====== Exercise data

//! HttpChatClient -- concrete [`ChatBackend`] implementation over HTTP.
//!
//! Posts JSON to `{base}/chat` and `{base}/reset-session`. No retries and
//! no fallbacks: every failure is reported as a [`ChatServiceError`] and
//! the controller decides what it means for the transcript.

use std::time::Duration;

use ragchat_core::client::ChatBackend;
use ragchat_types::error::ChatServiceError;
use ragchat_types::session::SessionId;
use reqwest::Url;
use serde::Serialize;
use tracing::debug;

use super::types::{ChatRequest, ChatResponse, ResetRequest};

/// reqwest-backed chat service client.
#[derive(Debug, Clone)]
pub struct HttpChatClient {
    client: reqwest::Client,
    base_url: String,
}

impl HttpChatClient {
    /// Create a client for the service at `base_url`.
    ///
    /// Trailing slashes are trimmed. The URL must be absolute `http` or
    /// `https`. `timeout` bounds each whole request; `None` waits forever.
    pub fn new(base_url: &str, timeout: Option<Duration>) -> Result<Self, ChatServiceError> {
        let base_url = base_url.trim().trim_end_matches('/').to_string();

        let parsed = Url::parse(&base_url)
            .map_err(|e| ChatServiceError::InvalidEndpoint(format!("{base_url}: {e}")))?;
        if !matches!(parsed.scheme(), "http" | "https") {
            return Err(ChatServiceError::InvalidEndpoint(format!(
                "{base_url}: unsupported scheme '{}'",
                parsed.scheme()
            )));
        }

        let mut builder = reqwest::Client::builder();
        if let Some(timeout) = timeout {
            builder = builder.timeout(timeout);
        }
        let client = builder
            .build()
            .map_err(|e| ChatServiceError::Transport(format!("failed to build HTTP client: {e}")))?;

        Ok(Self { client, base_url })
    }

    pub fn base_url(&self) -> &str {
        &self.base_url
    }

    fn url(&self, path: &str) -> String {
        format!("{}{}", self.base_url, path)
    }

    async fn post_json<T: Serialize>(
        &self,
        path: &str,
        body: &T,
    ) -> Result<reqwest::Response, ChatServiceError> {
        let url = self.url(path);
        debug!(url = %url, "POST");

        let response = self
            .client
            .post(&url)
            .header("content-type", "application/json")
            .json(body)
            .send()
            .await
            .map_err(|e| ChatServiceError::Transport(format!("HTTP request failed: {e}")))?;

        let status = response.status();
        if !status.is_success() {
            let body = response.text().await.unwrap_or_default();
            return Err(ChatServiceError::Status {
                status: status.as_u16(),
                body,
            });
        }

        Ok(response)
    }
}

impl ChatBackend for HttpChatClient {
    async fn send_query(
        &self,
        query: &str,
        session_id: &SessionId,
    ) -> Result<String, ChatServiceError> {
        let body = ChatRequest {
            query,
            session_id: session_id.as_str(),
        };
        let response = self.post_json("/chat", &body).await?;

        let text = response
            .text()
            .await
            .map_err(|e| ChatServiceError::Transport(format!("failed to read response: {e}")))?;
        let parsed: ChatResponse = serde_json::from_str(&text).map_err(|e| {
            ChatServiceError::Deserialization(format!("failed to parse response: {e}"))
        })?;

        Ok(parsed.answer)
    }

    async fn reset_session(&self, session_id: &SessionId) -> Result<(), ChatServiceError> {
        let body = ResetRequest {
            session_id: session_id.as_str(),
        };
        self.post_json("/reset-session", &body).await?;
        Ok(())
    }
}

============
====== Exercise data

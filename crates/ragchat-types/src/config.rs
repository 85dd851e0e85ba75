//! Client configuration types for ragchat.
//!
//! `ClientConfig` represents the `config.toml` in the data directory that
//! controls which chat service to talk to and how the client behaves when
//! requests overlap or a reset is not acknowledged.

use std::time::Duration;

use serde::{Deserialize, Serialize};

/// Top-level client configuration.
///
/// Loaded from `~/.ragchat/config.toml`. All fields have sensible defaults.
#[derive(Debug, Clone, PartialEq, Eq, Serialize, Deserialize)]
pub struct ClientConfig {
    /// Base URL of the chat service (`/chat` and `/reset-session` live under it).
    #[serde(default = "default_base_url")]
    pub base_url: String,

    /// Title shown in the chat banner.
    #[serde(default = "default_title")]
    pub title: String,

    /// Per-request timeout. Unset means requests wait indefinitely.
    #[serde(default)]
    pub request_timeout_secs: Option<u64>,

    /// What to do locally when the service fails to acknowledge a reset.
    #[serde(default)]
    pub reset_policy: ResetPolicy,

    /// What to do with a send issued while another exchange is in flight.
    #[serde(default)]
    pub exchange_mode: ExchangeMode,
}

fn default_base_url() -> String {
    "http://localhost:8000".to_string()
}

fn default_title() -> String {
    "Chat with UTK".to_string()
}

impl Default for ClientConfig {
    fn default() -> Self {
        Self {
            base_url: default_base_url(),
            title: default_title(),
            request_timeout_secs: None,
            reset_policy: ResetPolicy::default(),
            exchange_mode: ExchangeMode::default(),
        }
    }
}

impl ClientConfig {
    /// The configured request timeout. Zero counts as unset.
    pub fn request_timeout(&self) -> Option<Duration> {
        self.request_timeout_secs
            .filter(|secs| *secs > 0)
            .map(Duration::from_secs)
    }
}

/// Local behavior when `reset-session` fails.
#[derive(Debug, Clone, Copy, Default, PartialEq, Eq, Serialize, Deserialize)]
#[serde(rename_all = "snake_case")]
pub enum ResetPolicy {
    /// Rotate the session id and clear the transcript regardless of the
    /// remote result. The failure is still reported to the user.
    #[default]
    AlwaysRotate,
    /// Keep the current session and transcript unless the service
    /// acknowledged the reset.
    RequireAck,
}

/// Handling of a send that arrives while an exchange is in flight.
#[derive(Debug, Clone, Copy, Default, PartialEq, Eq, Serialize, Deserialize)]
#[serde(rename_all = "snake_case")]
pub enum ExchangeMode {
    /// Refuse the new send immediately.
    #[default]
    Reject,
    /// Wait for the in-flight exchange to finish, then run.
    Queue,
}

============
====== Exercise data

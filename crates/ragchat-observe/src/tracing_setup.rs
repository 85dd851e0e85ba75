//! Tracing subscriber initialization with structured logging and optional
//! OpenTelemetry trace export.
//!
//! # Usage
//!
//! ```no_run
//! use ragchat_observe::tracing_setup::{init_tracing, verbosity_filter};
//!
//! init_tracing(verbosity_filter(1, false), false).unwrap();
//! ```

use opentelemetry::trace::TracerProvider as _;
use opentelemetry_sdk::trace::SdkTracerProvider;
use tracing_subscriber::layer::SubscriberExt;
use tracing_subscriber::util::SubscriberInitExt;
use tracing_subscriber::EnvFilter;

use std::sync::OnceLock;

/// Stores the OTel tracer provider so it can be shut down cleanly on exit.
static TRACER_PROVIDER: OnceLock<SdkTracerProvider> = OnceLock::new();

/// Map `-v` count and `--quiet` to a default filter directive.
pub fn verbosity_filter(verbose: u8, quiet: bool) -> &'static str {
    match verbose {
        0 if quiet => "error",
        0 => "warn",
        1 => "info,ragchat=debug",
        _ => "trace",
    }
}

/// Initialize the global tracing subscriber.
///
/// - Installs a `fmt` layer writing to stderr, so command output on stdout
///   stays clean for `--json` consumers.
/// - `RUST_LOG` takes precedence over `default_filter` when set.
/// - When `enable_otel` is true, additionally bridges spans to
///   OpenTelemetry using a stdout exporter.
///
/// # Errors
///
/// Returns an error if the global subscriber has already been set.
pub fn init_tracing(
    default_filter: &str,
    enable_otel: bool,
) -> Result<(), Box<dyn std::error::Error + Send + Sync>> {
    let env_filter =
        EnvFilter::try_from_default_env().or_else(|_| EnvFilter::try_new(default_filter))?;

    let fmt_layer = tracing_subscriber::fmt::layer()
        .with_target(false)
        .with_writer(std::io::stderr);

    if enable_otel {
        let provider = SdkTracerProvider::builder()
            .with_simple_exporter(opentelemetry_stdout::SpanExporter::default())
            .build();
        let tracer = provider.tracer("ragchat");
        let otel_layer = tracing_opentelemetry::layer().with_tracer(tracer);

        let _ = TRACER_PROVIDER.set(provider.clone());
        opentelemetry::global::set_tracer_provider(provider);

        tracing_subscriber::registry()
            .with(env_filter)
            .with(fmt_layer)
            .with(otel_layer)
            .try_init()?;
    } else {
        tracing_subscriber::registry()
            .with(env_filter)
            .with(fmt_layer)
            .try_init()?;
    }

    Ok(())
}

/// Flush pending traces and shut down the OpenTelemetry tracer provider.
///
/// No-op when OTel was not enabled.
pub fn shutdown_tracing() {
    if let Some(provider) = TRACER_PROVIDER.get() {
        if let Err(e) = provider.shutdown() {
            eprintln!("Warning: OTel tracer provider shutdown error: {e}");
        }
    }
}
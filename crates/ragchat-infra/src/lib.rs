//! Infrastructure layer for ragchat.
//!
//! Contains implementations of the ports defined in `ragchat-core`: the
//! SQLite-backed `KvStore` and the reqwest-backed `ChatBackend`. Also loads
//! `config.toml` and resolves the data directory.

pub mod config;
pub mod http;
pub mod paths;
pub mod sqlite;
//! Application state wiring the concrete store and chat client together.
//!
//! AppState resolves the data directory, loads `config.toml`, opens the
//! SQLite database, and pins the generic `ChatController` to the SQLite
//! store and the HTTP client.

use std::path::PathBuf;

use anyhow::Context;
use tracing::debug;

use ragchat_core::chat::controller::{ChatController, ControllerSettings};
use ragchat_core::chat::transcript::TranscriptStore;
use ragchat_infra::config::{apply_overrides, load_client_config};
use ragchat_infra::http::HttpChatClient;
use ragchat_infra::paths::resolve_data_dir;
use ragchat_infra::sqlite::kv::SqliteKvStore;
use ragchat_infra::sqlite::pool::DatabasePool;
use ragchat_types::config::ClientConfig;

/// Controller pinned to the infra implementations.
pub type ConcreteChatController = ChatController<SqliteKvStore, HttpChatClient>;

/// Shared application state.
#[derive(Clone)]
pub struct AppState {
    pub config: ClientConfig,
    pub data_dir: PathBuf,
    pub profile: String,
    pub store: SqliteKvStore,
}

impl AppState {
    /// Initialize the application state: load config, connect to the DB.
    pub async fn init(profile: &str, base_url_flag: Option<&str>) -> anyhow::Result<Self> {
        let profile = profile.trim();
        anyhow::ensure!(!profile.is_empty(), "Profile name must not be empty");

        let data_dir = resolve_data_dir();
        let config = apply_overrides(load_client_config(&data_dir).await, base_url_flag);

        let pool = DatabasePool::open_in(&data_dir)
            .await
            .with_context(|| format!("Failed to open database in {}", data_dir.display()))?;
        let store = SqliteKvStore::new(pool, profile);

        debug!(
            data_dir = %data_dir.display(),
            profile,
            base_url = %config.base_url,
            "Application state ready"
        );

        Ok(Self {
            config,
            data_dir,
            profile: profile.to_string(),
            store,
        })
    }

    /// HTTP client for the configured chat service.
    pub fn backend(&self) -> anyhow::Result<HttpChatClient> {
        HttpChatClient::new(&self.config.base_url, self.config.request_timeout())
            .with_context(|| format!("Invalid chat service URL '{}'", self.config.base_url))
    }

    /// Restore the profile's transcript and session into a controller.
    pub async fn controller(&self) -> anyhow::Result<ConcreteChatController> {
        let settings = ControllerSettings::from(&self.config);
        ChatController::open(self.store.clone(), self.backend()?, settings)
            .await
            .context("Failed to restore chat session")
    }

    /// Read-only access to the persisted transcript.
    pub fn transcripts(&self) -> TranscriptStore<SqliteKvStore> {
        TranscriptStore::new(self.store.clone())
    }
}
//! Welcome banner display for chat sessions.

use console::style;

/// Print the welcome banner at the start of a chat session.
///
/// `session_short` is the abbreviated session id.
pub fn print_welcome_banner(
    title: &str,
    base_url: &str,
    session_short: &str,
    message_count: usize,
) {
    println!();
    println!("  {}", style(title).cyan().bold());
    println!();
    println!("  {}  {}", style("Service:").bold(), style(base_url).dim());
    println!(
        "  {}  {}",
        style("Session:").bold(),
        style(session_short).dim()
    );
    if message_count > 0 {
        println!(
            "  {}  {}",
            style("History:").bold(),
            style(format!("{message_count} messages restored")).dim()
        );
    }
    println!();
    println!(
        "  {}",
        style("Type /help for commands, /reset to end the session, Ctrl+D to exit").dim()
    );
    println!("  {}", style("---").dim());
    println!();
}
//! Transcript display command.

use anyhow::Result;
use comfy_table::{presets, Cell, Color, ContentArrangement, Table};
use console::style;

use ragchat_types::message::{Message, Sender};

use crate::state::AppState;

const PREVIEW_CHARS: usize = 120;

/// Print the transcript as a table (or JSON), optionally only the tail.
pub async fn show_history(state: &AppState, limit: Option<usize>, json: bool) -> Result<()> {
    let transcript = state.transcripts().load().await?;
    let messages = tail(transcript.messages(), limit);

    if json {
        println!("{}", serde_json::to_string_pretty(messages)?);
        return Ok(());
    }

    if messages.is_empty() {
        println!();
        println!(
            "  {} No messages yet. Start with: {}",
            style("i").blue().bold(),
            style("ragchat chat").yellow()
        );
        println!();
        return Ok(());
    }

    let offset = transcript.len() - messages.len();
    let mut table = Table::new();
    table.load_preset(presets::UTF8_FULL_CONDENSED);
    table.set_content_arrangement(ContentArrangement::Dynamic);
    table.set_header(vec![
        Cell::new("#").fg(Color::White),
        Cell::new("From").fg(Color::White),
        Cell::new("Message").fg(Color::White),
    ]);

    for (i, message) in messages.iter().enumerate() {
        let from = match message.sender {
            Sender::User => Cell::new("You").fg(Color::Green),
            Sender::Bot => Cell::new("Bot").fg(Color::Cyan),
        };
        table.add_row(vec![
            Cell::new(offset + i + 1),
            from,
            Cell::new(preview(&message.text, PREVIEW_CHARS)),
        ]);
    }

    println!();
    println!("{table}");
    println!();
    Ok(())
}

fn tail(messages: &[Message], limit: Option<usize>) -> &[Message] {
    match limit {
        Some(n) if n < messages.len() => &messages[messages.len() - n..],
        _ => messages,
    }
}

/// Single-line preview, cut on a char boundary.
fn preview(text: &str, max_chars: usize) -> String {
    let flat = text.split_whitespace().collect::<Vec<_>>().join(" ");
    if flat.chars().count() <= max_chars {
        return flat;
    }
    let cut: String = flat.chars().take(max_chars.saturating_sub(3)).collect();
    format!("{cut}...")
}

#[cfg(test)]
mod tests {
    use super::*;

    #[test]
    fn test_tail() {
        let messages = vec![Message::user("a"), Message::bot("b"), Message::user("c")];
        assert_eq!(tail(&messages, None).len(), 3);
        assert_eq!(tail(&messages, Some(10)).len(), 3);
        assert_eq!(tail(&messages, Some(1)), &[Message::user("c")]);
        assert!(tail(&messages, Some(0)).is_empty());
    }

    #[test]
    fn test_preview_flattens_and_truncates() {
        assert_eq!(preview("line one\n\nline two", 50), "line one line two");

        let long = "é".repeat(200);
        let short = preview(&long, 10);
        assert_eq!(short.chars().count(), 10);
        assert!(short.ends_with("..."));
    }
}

============

* **Assignment**
Please copy every line from the entries that includes the word "stderr".

* **Completed exercise**
/// - Installs a `fmt` layer writing to stderr, so command output on stdout
        .with_writer(std::io::stderr);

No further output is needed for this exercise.